Exercise objective: The line containing "self.stats.snapshot()" marks where to begin. Write out that line and every line after it exactly, through the last line below.

Entries supplied:
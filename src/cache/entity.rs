//! Entity cache for users, bots and channels
//!
//! Every lookup the record builder makes goes through here. The cache is
//! warmed once from `users.list` and `conversations.list` so most lookups
//! during a crawl never reach the network; misses fall back to the matching
//! `*.info` call.

use crate::api::{Bot, Channel, SlackApi, User};
use crate::cache::LruCache;
use crate::config::CacheConfig;
use crate::crawler::{PageOutcome, PageToken, Paginator};
use crate::Result;
use std::sync::atomic::{AtomicU64, Ordering};
use std::sync::Arc;

/// Cache statistics for monitoring
#[derive(Debug, Default)]
pub struct CacheStats {
    hits: AtomicU64,
    misses: AtomicU64,
    api_calls: AtomicU64,
    api_errors: AtomicU64,
}

/// Point-in-time copy of `CacheStats`
#[derive(Debug, Default, Clone, Copy, PartialEq, Eq)]
pub struct CacheStatsSnapshot {
    pub hits: u64,
    pub misses: u64,
    pub api_calls: u64,
    pub api_errors: u64,
}

impl CacheStats {
    pub fn snapshot(&self) -> CacheStatsSnapshot {
        CacheStatsSnapshot {
            hits: self.hits.load(Ordering::Relaxed),
            misses: self.misses.load(Ordering::Relaxed),
            api_calls: self.api_calls.load(Ordering::Relaxed),
            api_errors: self.api_errors.load(Ordering::Relaxed),
        }
    }
}

/// What a prefetch loaded
#[derive(Debug, Default, Clone, Copy, PartialEq, Eq)]
pub struct PrefetchCounts {
    pub users: usize,
    pub channels: usize,
}

/// Lazily loading, size-bounded cache over Slack entities
///
/// Users and channels are stored under both their id and their current name.
/// A renamed entity leaves its old name behind until it is evicted.
pub struct EntityCache {
    api: Arc<SlackApi>,
    users: LruCache<User>,
    bots: LruCache<Bot>,
    channels: LruCache<Channel>,
    stats: CacheStats,
}

impl EntityCache {
    pub fn new(api: Arc<SlackApi>, config: &CacheConfig) -> Self {
        tracing::debug!(
            users = config.users,
            bots = config.bots,
            channels = config.channels,
            "Creating entity cache"
        );

        Self {
            api,
            users: LruCache::new(config.users),
            bots: LruCache::new(config.bots),
            channels: LruCache::new(config.channels),
            stats: CacheStats::default(),
        }
    }

    /// Warms the cache by draining `users.list` and `conversations.list`
    ///
    /// `types` is the `conversations.list` type filter. An API error on
    /// either listing is logged by the paginator and leaves the cache
    /// partially warm; transport and decode errors are returned.
    pub async fn prefetch(&self, types: &str) -> Result<PrefetchCounts> {
        let api = &self.api;
        let mut counts = PrefetchCounts::default();

        let users = Paginator::new("users.list", |token: Option<PageToken>| async move {
            api.users_list(PageToken::cursor(token.as_ref())).await
        });
        let outcome = users
            .for_each(|user| {
                self.insert_user(user);
                counts.users += 1;
            })
            .await?;
        log_partial("users.list", &outcome);

        let channels = Paginator::new("conversations.list", |token: Option<PageToken>| async move {
            api.conversations_list(types, PageToken::cursor(token.as_ref()))
                .await
        });
        let outcome = channels
            .for_each(|channel| {
                self.insert_channel(channel);
                counts.channels += 1;
            })
            .await?;
        log_partial("conversations.list", &outcome);

        tracing::info!(
            users = counts.users,
            channels = counts.channels,
            "Prefetched entity cache"
        );
        Ok(counts)
    }

    /// Looks up a user by id or name, calling `users.info` on a miss
    pub async fn user(&self, key: &str) -> Result<User> {
        if let Some(user) = self.cached(&self.users, key) {
            return Ok(user);
        }
        let user = self.load("users.info", key, self.api.users_info(key)).await?;
        self.insert_user(user.clone());
        Ok(user)
    }

    /// Looks up a bot by id, calling `bots.info` on a miss
    pub async fn bot(&self, key: &str) -> Result<Bot> {
        if let Some(bot) = self.cached(&self.bots, key) {
            return Ok(bot);
        }
        let bot = self.load("bots.info", key, self.api.bots_info(key)).await?;
        self.bots.insert(key, bot.clone());
        Ok(bot)
    }

    /// Looks up a channel by id or name, calling `conversations.info` on a miss
    ///
    /// `conversations.info` only accepts ids, so a name that was not
    /// prefetched resolves to an API error.
    pub async fn channel(&self, key: &str) -> Result<Channel> {
        let key = key.trim_start_matches('#');
        if let Some(channel) = self.cached(&self.channels, key) {
            return Ok(channel);
        }
        let channel = self
            .load("conversations.info", key, self.api.conversations_info(key))
            .await?;
        self.insert_channel(channel.clone());
        Ok(channel)
    }

    /// Stores a user under its id and its name
    pub fn insert_user(&self, user: User) {
        if !user.name.is_empty() && user.name != user.id {
            self.users.insert(user.name.clone(), user.clone());
        }
        self.users.insert(user.id.clone(), user);
    }

    /// Stores a channel under its id and its name
    pub fn insert_channel(&self, channel: Channel) {
        if !channel.name.is_empty() && channel.name != channel.id {
            self.channels.insert(channel.name.clone(), channel.clone());
        }
        self.channels.insert(channel.id.clone(), channel);
    }

    pub fn insert_bot(&self, bot: Bot) {
        self.bots.insert(bot.id.clone(), bot);
    }

    /// Drops every cached entity
    pub fn invalidate_all(&self) {
        self.users.clear();
        self.bots.clear();
        self.channels.clear();
        tracing::debug!("Entity cache invalidated");
    }

    pub fn stats(&self) -> CacheStatsSnapshot {
        self.stats.snapshot()
    }

    pub fn log_stats(&self) {
        let stats = self.stats();
        tracing::info!(
            hits = stats.hits,
            misses = stats.misses,
            api_calls = stats.api_calls,
            api_errors = stats.api_errors,
            users = self.users.len(),
            bots = self.bots.len(),
            channels = self.channels.len(),
            "Entity cache statistics"
        );
    }

    fn cached<V: Clone>(&self, cache: &LruCache<V>, key: &str) -> Option<V> {
        match cache.get(key) {
            Some(value) => {
                self.stats.hits.fetch_add(1, Ordering::Relaxed);
                tracing::trace!(key = %key, "Entity cache hit");
                Some(value)
            }
            None => {
                self.stats.misses.fetch_add(1, Ordering::Relaxed);
                None
            }
        }
    }

    async fn load<V>(
        &self,
        method: &str,
        key: &str,
        fetch: impl std::future::Future<Output = Result<V>>,
    ) -> Result<V> {
        self.stats.api_calls.fetch_add(1, Ordering::Relaxed);
        tracing::debug!(method = %method, key = %key, "Entity cache miss, fetching");

        fetch.await.map_err(|e| {
            self.stats.api_errors.fetch_add(1, Ordering::Relaxed);
            e
        })
    }
}

fn log_partial(method: &str, outcome: &PageOutcome) {
    if let PageOutcome::ApiError(code) = outcome {
        tracing::warn!(
            method = %method,
            error = %code,
            "Prefetch stopped early, cache is only partially warm"
        );
    }
}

Completed exercise:
        self.stats.snapshot()
    }

    pub fn log_stats(&self) {
        let stats = self.stats();
        tracing::info!(
            hits = stats.hits,
            misses = stats.misses,
            api_calls = stats.api_calls,
            api_errors = stats.api_errors,
            users = self.users.len(),
            bots = self.bots.len(),
            channels = self.channels.len(),
            "Entity cache statistics"
        );
    }

    fn cached<V: Clone>(&self, cache: &LruCache<V>, key: &str) -> Option<V> {
        match cache.get(key) {
            Some(value) => {
                self.stats.hits.fetch_add(1, Ordering::Relaxed);
                tracing::trace!(key = %key, "Entity cache hit");
                Some(value)
            }
            None => {
                self.stats.misses.fetch_add(1, Ordering::Relaxed);
                None
            }
        }
    }

    async fn load<V>(
        &self,
        method: &str,
        key: &str,
        fetch: impl std::future::Future<Output = Result<V>>,
    ) -> Result<V> {
        self.stats.api_calls.fetch_add(1, Ordering::Relaxed);
        tracing::debug!(method = %method, key = %key, "Entity cache miss, fetching");

        fetch.await.map_err(|e| {
            self.stats.api_errors.fetch_add(1, Ordering::Relaxed);
            e
        })
    }
}

fn log_partial(method: &str, outcome: &PageOutcome) {
    if let PageOutcome::ApiError(code) = outcome {
        tracing::warn!(
            method = %method,
            error = %code,
            "Prefetch stopped early, cache is only partially warm"
        );
    }
}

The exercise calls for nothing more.